On Fri, 4 Sep 2015, Jeff Chapin wrote:

> Looking at the rsync command you gave, it looks correct -- but rsync can do
> so much more when backing up!
>
> Using the magic of rsync, and the magic of hardlinks, you can make a full
> backup, in incremental time and space. Rsync has, built into it, the
> ability to compare your most recent backup files with existing backup
> files, and if they are they same, use a hard link, and copy them over if
> they differ. This allows you to store just the files that change -- but it
> looks like a full backup every time it runs. This way, you can keep, say,
> hourly backups for the last week -- and recover an accidentally deleted or
> altered file, even after the latest backup has run.
>
> For more details:
> https://blog.interlinked.org/tutorials/rsync_time_machine.html
>
>
>
> On Fri, Sep 4, 2015 at 8:21 AM, T L <tlunde at gmail.com> wrote:
>
>> Assuming that you have NOTHING on the drive that you care about, I would
>> remove the factory partitioning and create a new GPT table with parted.
>>
>> Then, format that as ext4.
>> On Sep 3, 2015 3:17 PM, "Mike Miller" <mbmiller+l at gmail.com> wrote:
>>
>>> How to format?
>>>
>>> I have a couple of Linux boxes that I would like to regularly backup to a
>>> 5 TB external drive.  It seems like it would be a good idea to format that
>>> drive with ext4.  Can I just do that with gparted?  The drive comes with
>>> NTFS format.  Are there any issues I should know about?
>>>
>>>
>>> Which directories to back up?
>>>
>>> What really needs to be backed up?  I guess if the system totally failed
>>> I'd install Linux (Ubuntu) again.  Of course /home is needed, but
>>> /usr/local and /opt often have programs I've installed and /etc will have a
>>> bunch of settings.  I guess /var can have some important stuff.  Are
>>> crontabs stored in /var?
>>>
>>>
>>> Which software to use for backup?
>>>
>>> I guess I want only to have in backup what is on the originating drive.
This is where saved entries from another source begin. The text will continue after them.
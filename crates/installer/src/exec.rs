//! Subprocess executor.
//!
//! Every external binary the installer runs (kubectl, terraform, helm,
//! mkcert, k3d, git) goes through [`Executor`], which:
//! - captures stdout and stderr for both success and failure
//! - bounds the call by a deadline and kills the child when it expires
//! - optionally streams output line by line into the log

use std::collections::{BTreeMap, VecDeque};
use std::path::{Path, PathBuf};
use std::process::Stdio;
use std::time::Duration;

use thiserror::Error;
use tokio::io::{AsyncBufReadExt, BufReader, Lines};
use tokio::process::Command;
use tracing::{debug, info, warn};

/// Default deadline for short commands.
pub const DEFAULT_TIMEOUT: Duration = Duration::from_secs(300);

/// Lines of stderr kept for error reports from streamed commands.
const STDERR_TAIL_LINES: usize = 40;

/// Captured result of a finished command.
#[derive(Debug, Clone, Default, PartialEq, Eq)]
pub struct CommandOutput {
    /// Exit code, `None` when killed by a signal.
    pub status: Option<i32>,
    /// Captured stdout.
    pub stdout: String,
    /// Captured stderr (tail only for streamed commands).
    pub stderr: String,
}

impl CommandOutput {
    /// Whether the command exited with status 0.
    #[must_use]
    pub fn success(&self) -> bool {
        self.status == Some(0)
    }
}

/// Errors from running a subprocess.
#[derive(Error, Debug)]
pub enum ExecError {
    /// The program could not be started.
    #[error("failed to start {program}: {source}")]
    Spawn {
        program: String,
        #[source]
        source: std::io::Error,
    },

    /// The program exited non-zero.
    #[error("{program} exited with {status:?}: {}", output.stderr.trim())]
    Failed {
        program: String,
        status: Option<i32>,
        output: CommandOutput,
    },

    /// The deadline passed; the child was killed.
    #[error("{program} timed out after {}s", timeout.as_secs())]
    Timeout { program: String, timeout: Duration },

    /// Reading the child's pipes failed.
    #[error("I/O error while running {program}: {source}")]
    Io {
        program: String,
        #[source]
        source: std::io::Error,
    },
}

impl ExecError {
    /// Captured output, when the command ran to completion.
    #[must_use]
    pub fn output(&self) -> Option<&CommandOutput> {
        match self {
            Self::Failed { output, .. } => Some(output),
            _ => None,
        }
    }
}

/// A single command invocation.
#[derive(Debug, Clone)]
pub struct Invocation {
    program: PathBuf,
    args: Vec<String>,
    env: BTreeMap<String, String>,
    cwd: Option<PathBuf>,
    timeout: Duration,
}

impl Invocation {
    /// Start describing a call to `program`.
    pub fn new(program: impl Into<PathBuf>) -> Self {
        Self {
            program: program.into(),
            args: Vec::new(),
            env: BTreeMap::new(),
            cwd: None,
            timeout: DEFAULT_TIMEOUT,
        }
    }

    /// Append arguments.
    #[must_use]
    pub fn args<I, S>(mut self, args: I) -> Self
    where
        I: IntoIterator<Item = S>,
        S: Into<String>,
    {
        self.args.extend(args.into_iter().map(Into::into));
        self
    }

    /// Merge extra environment on top of the ambient one.
    #[must_use]
    pub fn envs(mut self, env: &BTreeMap<String, String>) -> Self {
        self.env
            .extend(env.iter().map(|(k, v)| (k.clone(), v.clone())));
        self
    }

    /// Set a single environment variable.
    #[must_use]
    pub fn env(mut self, key: impl Into<String>, value: impl Into<String>) -> Self {
        self.env.insert(key.into(), value.into());
        self
    }

    /// Run in `dir`.
    #[must_use]
    pub fn current_dir(mut self, dir: impl AsRef<Path>) -> Self {
        self.cwd = Some(dir.as_ref().to_path_buf());
        self
    }

    /// Override the deadline.
    #[must_use]
    pub fn timeout(mut self, timeout: Duration) -> Self {
        self.timeout = timeout;
        self
    }

    fn program_name(&self) -> String {
        self.program
            .file_name()
            .map_or_else(|| self.program.display().to_string(), |n| n.to_string_lossy().into_owned())
    }

    fn command(&self) -> Command {
        let mut cmd = Command::new(&self.program);
        cmd.args(&self.args)
            .envs(&self.env)
            .stdin(Stdio::null())
            .stdout(Stdio::piped())
            .stderr(Stdio::piped())
            .kill_on_drop(true);
        if let Some(dir) = &self.cwd {
            cmd.current_dir(dir);
        }
        cmd
    }
}

/// Next line from an optional pipe; `None` once closed.
async fn next_line<R>(lines: &mut Option<Lines<BufReader<R>>>) -> std::io::Result<Option<String>>
where
    R: tokio::io::AsyncRead + Unpin,
{
    match lines {
        Some(lines) => lines.next_line().await,
        None => Ok(None),
    }
}

/// Runs [`Invocation`]s.
#[derive(Debug, Clone, Copy, Default)]
pub struct Executor;

impl Executor {
    /// Run to completion, capturing both streams.
    ///
    /// # Errors
    /// Returns [`ExecError::Failed`] (with the captured output) on non-zero
    /// exit, [`ExecError::Timeout`] when the deadline passes.
    pub async fn run(&self, invocation: &Invocation) -> Result<CommandOutput, ExecError> {
        let program = invocation.program_name();
        debug!(program = %program, args = ?invocation.args, "Running command");

        let child = invocation
            .command()
            .spawn()
            .map_err(|source| ExecError::Spawn {
                program: program.clone(),
                source,
            })?;

        let output = tokio::time::timeout(invocation.timeout, child.wait_with_output())
            .await
            .map_err(|_| ExecError::Timeout {
                program: program.clone(),
                timeout: invocation.timeout,
            })?
            .map_err(|source| ExecError::Io {
                program: program.clone(),
                source,
            })?;

        let captured = CommandOutput {
            status: output.status.code(),
            stdout: String::from_utf8_lossy(&output.stdout).into_owned(),
            stderr: String::from_utf8_lossy(&output.stderr).into_owned(),
        };
        Self::check(program, captured)
    }

    /// Run to completion, logging each output line as it arrives.
    ///
    /// Only the last lines of stderr are kept in the returned output.
    ///
    /// # Errors
    /// Same as [`Executor::run`].
    pub async fn run_streaming(&self, invocation: &Invocation) -> Result<CommandOutput, ExecError> {
        let program = invocation.program_name();
        info!(program = %program, args = ?invocation.args, "Running command (streaming)");

        let mut child = invocation
            .command()
            .spawn()
            .map_err(|source| ExecError::Spawn {
                program: program.clone(),
                source,
            })?;

        let stdout = child.stdout.take();
        let stderr = child.stderr.take();
        let name = program.clone();

        let pump = async move {
            let mut stdout_buf = String::new();
            let mut tail: VecDeque<String> = VecDeque::with_capacity(STDERR_TAIL_LINES);

            let mut out_lines = stdout.map(|s| BufReader::new(s).lines());
            let mut err_lines = stderr.map(|s| BufReader::new(s).lines());

            loop {
                tokio::select! {
                    line = next_line(&mut out_lines), if out_lines.is_some() => match line? {
                        Some(line) => {
                            info!(target: "k1_cli::exec", program = %name, "{line}");
                            stdout_buf.push_str(&line);
                            stdout_buf.push('\n');
                        }
                        None => out_lines = None,
                    },
                    line = next_line(&mut err_lines), if err_lines.is_some() => match line? {
                        Some(line) => {
                            warn!(target: "k1_cli::exec", program = %name, "{line}");
                            if tail.len() == STDERR_TAIL_LINES {
                                tail.pop_front();
                            }
                            tail.push_back(line);
                        }
                        None => err_lines = None,
                    },
                    else => break,
                }
            }

            let status = child.wait().await?;
            let stderr_tail = tail.into_iter().collect::<Vec<_>>().join("\n");
            Ok::<_, std::io::Error>(CommandOutput {
                status: status.code(),
                stdout: stdout_buf,
                stderr: stderr_tail,
            })
        };

        let captured = tokio::time::timeout(invocation.timeout, pump)
            .await
            .map_err(|_| ExecError::Timeout {
                program: program.clone(),
                timeout: invocation.timeout,
            })?
            .map_err(|source| ExecError::Io {
                program: program.clone(),
                source,
            })?;

        Self::check(program, captured)
    }

    fn check(program: String, output: CommandOutput) -> Result<CommandOutput, ExecError> {
        if output.success() {
            Ok(output)
        } else {
            Err(ExecError::Failed {
                program,
                status: output.status,
                output,
            })
        }
    }
}

#[cfg(test)]
mod tests {
    use super::*;

    #[tokio::test]
    async fn test_run_captures_stdout() {
        let out = Executor
            .run(&Invocation::new("sh").args(["-c", "echo hello"]))
            .await
            .unwrap();
        assert_eq!(out.stdout.trim(), "hello");
        assert!(out.success());
    }

    #[tokio::test]
    async fn test_run_returns_streams_on_failure() {
        let err = Executor
            .run(&Invocation::new("sh").args(["-c", "echo out; echo boom >&2; exit 3"]))
            .await
            .unwrap_err();
        let output = err.output().unwrap();
        assert_eq!(output.status, Some(3));
        assert_eq!(output.stdout.trim(), "out");
        assert_eq!(output.stderr.trim(), "boom");
    }

    #[tokio::test]
    async fn test_run_enforces_deadline() {
        let err = Executor
            .run(
                &Invocation::new("sh")
                    .args(["-c", "sleep 5"])
                    .timeout(Duration::from_millis(100)),
            )
            .await
            .unwrap_err();
        assert!(matches!(err, ExecError::Timeout { .. }));
    }

    #[tokio::test]
    async fn test_streaming_keeps_stderr_tail() {
        let err = Executor
            .run_streaming(&Invocation::new("sh").args([
                "-c",
                "for i in $(seq 1 60); do echo line$i >&2; done; exit 1",
            ]))
            .await
            .unwrap_err();
        let tail = &err.output().unwrap().stderr;
        assert_eq!(tail.lines().count(), STDERR_TAIL_LINES);
        assert!(tail.ends_with("line60"));
    }

    #[tokio::test]
    async fn test_env_is_merged() {
        let out = Executor
            .run(&Invocation::new("sh").args(["-c", "echo $K1_TEST_VALUE"]).env("K1_TEST_VALUE", "42"))
            .await
            .unwrap();
        assert_eq!(out.stdout.trim(), "42");
    }

    #[tokio::test]
    async fn test_missing_program() {
        let err = Executor
            .run(&Invocation::new("/nonexistent/k1-binary"))
            .await
            .unwrap_err();
        assert!(matches!(err, ExecError::Spawn { .. }));
    }
}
>>> So if I have deleted a file, I want it to be deleted on the backup drive,
>>> too.  I assume rsync can do this.  Would this be correct?:
>>>
>>> rsync -av --update --delete /home /usr/local /etc /var /opt /media/me/back
>>>
>>>
>>> TIA!
>>>
>>> Mike
>>> _______________________________________________
>>> TCLUG Mailing List - Minneapolis/St. Paul, Minnesota
>>> tclug-list at mn-linux.org
>>> http://mailman.mn-linux.org/mailman/listinfo/tclug-list
>>>
>>
>> _______________________________________________
>> TCLUG Mailing List - Minneapolis/St. Paul, Minnesota
>> tclug-list at mn-linux.org
>> http://mailman.mn-linux.org/mailman/listinfo/tclug-list
>>
>>
>
>
> -- 
> Jeff Chapin
> President, CedarLug, retired
> President, UNIPC, "I'll get around to it"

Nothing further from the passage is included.